Another specific factor for Rutgers Business School: The atmosphere is perceived as supportive of women, according to students as well as the head of graduate admissions.

“Women can really stand out here,” said Rita Galen, assistant dean and director of graduate admissions at Rutgers Business School. “They can be heads of clubs. They can be heads of the teams in case competitions. They can also be leaders in student government.”

“This is a place where women are respected and supported,” Galen said, “and it’s a place where they feel like they can compete with men.”

Vanessa Duvert, a 27-year-old with five years of experience doing public relations for non-profits, said she initially thought business school would be dominated by males. And the idea of that, she said, was a bit daunting.

“As a woman, especially as a black woman, these are the things you look at when you take your career in a different direction,” Duvert said.

What she found at Rutgers Business School was very different.

“The Rutgers MBA is known for its supply chain program and at the head of the program you have Professor Lei Lei, a woman of Asian descent. There’s also Sharon Lydon, the director of the MBA program, another woman,” she said.

“There are women here in leadership positions,” she said. “That in itself is very empowering.”

Michelle Sparkman Renz, director of research communications at GMAC, said more women than ever are sitting for the GMAT exam and they’re doing it at a younger age. In 2013, women younger than 25 made up 53 percent of the test takers. Men still make up the majority of older test takers, according to GMAC’s data.

Sparkman Renz said the success a school has in recruiting top female candidates depends on its programs, the scholarships it offers as well as its recruiting efforts.

She said some of the things that Duvert observed – such as women in leadership roles – when she considered entering the Rutgers MBA program are just the sort of “what happens on campus” factors that can make a school “more inviting” to female applicants.

“The things that admissions recruiters talk about,” she said, “matter in whether candidates view the school as women friendly.”

Data collected by GMAC about the incoming class of MBA students shows that women represent the majority of students pursuing master’s degrees in accounting (62 percent), marketing and communications (65 percent) and management (54 percent).

Women also represent 43 percent of the applicants to Flex MBA programs, according to the GMAC. In contrast, the proportion of women applying to full-time MBA programs fell slightly in 2014 to 37 percent compared with last year’s 39 percent.

In a survey of prospective MBA students last year, GMAC found that a higher percentage of women (73 percent compared to 64 percent of men) wanted to pursue an MBA because they thought it would increase their job opportunities.

That remains one of the motivating reasons for many women, including Rutgers MBA students Coates and Duvert.

Jaclyn Kirna graduated from Bucknell University and then spent two years teaching in an underprivileged area of eastern North Carolina as part of Teach for America.

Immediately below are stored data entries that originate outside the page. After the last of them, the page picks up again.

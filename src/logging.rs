//! # Logging setup.
//!
//! The engine itself only emits `tracing` events. This module offers the
//! subscriber setup used by binaries and demos, and a forwarder that turns
//! worker [`Event`]s into log lines.
//!
//! ## Example output
//! ```text
//! [starting] task=Some("Import") job=Some("job-1") attempt=Some(1)
//! [failed] task=Some("Import") job=Some("job-1") attempt=Some(1) err=Some("connection refused")
//! [retry] task=Some("Import") job=Some("job-1") attempt=Some(2) delay_ms=Some(5000)
//! ```

use tokio::sync::broadcast::error::RecvError;
use tokio::task::JoinHandle;
use tokio_util::sync::CancellationToken;
use tracing_subscriber::EnvFilter;

use crate::error::TaskError;
use crate::events::{Bus, Event, EventKind};

/// Filter used when `RUST_LOG` is not set.
pub const DEFAULT_FILTER: &str = "info,taskretry=debug";

/// Installs a global fmt subscriber writing to stderr.
///
/// `RUST_LOG` overrides [`DEFAULT_FILTER`]. Fails if a global subscriber is
/// already installed.
pub fn try_init() -> Result<(), TaskError> {
    let env_filter =
        EnvFilter::try_from_default_env().unwrap_or_else(|_| EnvFilter::new(DEFAULT_FILTER));

    tracing_subscriber::fmt()
        .with_env_filter(env_filter)
        .with_writer(std::io::stderr)
        .try_init()?;

    tracing::debug!("taskretry logging initialized");
    Ok(())
}

/// Like [`try_init`], ignoring an already installed subscriber.
pub fn init() {
    let _ = try_init();
}

/// Logs every event published on `bus` until `token` is cancelled.
pub fn spawn_event_log(bus: &Bus, token: CancellationToken) -> JoinHandle<()> {
    let mut rx = bus.subscribe();
    tokio::spawn(async move {
        loop {
            tokio::select! {
                _ = token.cancelled() => break,
                msg = rx.recv() => match msg {
                    Ok(ev) => log_event(&ev),
                    Err(RecvError::Lagged(n)) => tracing::warn!(skipped = n, "event log lagged"),
                    Err(RecvError::Closed) => break,
                },
            }
        }
    })
}

fn log_event(e: &Event) {
    let label = e.kind.as_label();
    match e.kind {
        EventKind::TaskStarting | EventKind::TaskSucceeded => {
            tracing::debug!(
                "[{label}] task={:?} job={:?} attempt={:?}",
                e.task,
                e.job_id,
                e.attempt
            );
        }
        EventKind::RetryScheduled => {
            tracing::info!(
                "[{label}] task={:?} job={:?} attempt={:?} delay_ms={:?} err={:?}",
                e.task,
                e.job_id,
                e.attempt,
                e.delay_ms,
                e.reason
            );
        }
        EventKind::TaskFailed | EventKind::TaskRescued => {
            tracing::info!(
                "[{label}] task={:?} job={:?} attempt={:?} err={:?}",
                e.task,
                e.job_id,
                e.attempt,
                e.reason
            );
        }
        EventKind::RetryHalted | EventKind::TaskExhausted => {
            tracing::warn!(
                "[{label}] task={:?} job={:?} attempt={:?} err={:?}",
                e.task,
                e.job_id,
                e.attempt,
                e.reason
            );
        }
    }
}
//! # Allow/deny classification.
//!
//! [`Classifier`] decides whether an error is eligible for retry at all,
//! before any limit or delay is considered. It is pure and stateless.
//!
//! The "both lists set" configuration is rejected by the validator, so a
//! constructed classifier is always exactly one of the three rules.

use super::class::{DynError, ErrorClass};

/// Retry eligibility rule over error classes.
#[derive(Clone, Debug, Default)]
pub enum Classifier {
    /// No list configured: every error is retryable.
    #[default]
    Any,
    /// Only errors matching one of these classes are retryable.
    Allow(Vec<ErrorClass>),
    /// Errors matching one of these classes are never retried.
    Deny(Vec<ErrorClass>),
}

impl Classifier {
    /// Builds the rule from optional lists, applying list precedence.
    ///
    /// Empty lists are treated as absent.
    pub fn new(allow: Option<Vec<ErrorClass>>, deny: Option<Vec<ErrorClass>>) -> Self {
        match (allow, deny) {
            (Some(allow), _) if !allow.is_empty() => Classifier::Allow(allow),
            (_, Some(deny)) if !deny.is_empty() => Classifier::Deny(deny),
            _ => Classifier::Any,
        }
    }

    /// Returns `true` when `error` may be retried under this rule.
    pub fn retryable(&self, error: &DynError) -> bool {
        match self {
            Classifier::Any => true,
            Classifier::Allow(allow) => retryable(error, allow, &[]),
            Classifier::Deny(deny) => retryable(error, &[], deny),
        }
    }
}

/// Classifies `error` against raw allow/deny lists.
///
/// - `allow` non-empty: `true` iff `error` matches some entry;
/// - else `deny` non-empty: `true` iff `error` matches no entry;
/// - else `true`.
pub fn retryable(error: &DynError, allow: &[ErrorClass], deny: &[ErrorClass]) -> bool {
    if !allow.is_empty() {
        return allow.iter().any(|class| class.matches(error));
    }
    if !deny.is_empty() {
        return !deny.iter().any(|class| class.matches(error));
    }
    true
}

Her experience involved communications, analyzing data, negotiating – as well as teaching.

“I wanted to leverage those skills,” Kirna said, “and going to business school to purse my MBA seemed like the next best step to advance my career.”

Kirna said when she used to think of CEOs, she envisioned men, but during a leadership conference on theUniversity of North Carolina campus, she listened to a number of female executives who were speakers at the event.

“I realized,” she said, “I could be that person.”